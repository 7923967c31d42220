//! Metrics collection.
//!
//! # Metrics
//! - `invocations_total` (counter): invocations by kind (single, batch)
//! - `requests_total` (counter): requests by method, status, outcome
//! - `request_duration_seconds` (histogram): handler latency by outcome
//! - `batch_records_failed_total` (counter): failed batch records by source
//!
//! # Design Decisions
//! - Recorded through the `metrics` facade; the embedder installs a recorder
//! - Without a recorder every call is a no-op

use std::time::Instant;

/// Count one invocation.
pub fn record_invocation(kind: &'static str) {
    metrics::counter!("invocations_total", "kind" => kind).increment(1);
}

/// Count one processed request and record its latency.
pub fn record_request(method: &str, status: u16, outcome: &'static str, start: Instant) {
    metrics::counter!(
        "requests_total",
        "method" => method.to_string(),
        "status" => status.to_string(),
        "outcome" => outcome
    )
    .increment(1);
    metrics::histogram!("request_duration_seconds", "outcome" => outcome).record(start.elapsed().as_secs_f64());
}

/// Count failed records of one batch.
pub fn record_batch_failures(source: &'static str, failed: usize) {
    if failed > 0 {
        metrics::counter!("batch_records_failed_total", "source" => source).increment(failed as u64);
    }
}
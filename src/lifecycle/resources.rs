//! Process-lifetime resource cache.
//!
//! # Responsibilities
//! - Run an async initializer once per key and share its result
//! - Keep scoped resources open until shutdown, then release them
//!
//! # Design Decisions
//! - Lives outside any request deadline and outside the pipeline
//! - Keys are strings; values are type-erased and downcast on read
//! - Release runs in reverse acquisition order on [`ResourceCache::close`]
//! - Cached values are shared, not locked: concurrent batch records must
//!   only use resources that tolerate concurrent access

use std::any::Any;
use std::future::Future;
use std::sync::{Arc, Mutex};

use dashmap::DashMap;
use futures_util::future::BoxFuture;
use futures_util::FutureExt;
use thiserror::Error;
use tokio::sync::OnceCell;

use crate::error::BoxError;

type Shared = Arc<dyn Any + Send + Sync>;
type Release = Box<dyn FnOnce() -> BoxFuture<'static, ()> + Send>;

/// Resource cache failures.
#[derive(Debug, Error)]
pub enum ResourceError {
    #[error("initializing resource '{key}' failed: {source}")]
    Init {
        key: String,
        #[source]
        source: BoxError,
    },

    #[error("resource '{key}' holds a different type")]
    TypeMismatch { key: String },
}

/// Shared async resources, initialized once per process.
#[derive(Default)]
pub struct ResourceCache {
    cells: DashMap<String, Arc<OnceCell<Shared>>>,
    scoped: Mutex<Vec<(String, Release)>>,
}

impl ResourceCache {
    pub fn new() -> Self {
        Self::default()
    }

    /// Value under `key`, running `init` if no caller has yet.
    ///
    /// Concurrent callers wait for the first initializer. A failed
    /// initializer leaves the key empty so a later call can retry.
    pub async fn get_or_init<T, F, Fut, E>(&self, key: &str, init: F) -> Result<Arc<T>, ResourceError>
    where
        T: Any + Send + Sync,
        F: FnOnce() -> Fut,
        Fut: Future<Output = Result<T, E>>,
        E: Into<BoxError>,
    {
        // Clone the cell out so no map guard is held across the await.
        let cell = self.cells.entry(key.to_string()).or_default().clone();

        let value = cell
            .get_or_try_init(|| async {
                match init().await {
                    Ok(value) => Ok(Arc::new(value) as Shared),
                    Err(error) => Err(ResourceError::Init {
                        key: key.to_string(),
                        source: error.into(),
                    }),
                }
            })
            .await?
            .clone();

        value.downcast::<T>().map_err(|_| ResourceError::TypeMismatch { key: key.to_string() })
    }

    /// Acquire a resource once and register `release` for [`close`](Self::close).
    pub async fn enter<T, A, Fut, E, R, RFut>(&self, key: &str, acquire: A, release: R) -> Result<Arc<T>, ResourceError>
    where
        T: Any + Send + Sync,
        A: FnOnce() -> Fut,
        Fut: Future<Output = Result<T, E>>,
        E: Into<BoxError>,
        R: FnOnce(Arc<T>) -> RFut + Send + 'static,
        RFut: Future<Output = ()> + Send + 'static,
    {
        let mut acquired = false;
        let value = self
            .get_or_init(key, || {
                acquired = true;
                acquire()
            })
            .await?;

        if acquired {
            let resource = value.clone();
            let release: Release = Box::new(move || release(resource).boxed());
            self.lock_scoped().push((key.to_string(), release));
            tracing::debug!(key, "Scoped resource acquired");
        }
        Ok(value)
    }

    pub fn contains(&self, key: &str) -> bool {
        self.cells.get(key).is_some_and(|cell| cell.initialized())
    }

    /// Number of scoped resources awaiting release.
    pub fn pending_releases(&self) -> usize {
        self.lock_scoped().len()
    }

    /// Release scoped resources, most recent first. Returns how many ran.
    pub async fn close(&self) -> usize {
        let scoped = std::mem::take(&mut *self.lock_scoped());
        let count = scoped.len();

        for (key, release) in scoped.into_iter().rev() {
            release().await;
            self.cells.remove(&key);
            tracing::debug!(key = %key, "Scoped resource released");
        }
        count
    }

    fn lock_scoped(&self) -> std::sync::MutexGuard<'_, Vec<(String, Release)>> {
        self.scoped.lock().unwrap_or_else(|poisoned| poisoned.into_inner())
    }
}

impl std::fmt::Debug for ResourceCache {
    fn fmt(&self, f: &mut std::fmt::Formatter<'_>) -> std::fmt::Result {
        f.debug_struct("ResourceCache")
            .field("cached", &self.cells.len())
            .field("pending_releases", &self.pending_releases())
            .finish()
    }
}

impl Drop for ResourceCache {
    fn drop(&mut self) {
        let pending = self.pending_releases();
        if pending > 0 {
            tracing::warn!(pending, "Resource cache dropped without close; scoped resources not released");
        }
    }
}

The task:
Every line in the listing that holds the string "Send" should be copied out.

Answer for this exercise:
type Shared = Arc<dyn Any + Send + Sync>;
type Release = Box<dyn FnOnce() -> BoxFuture<'static, ()> + Send>;
        T: Any + Send + Sync,
        T: Any + Send + Sync,
        R: FnOnce(Arc<T>) -> RFut + Send + 'static,
        RFut: Future<Output = ()> + Send + 'static,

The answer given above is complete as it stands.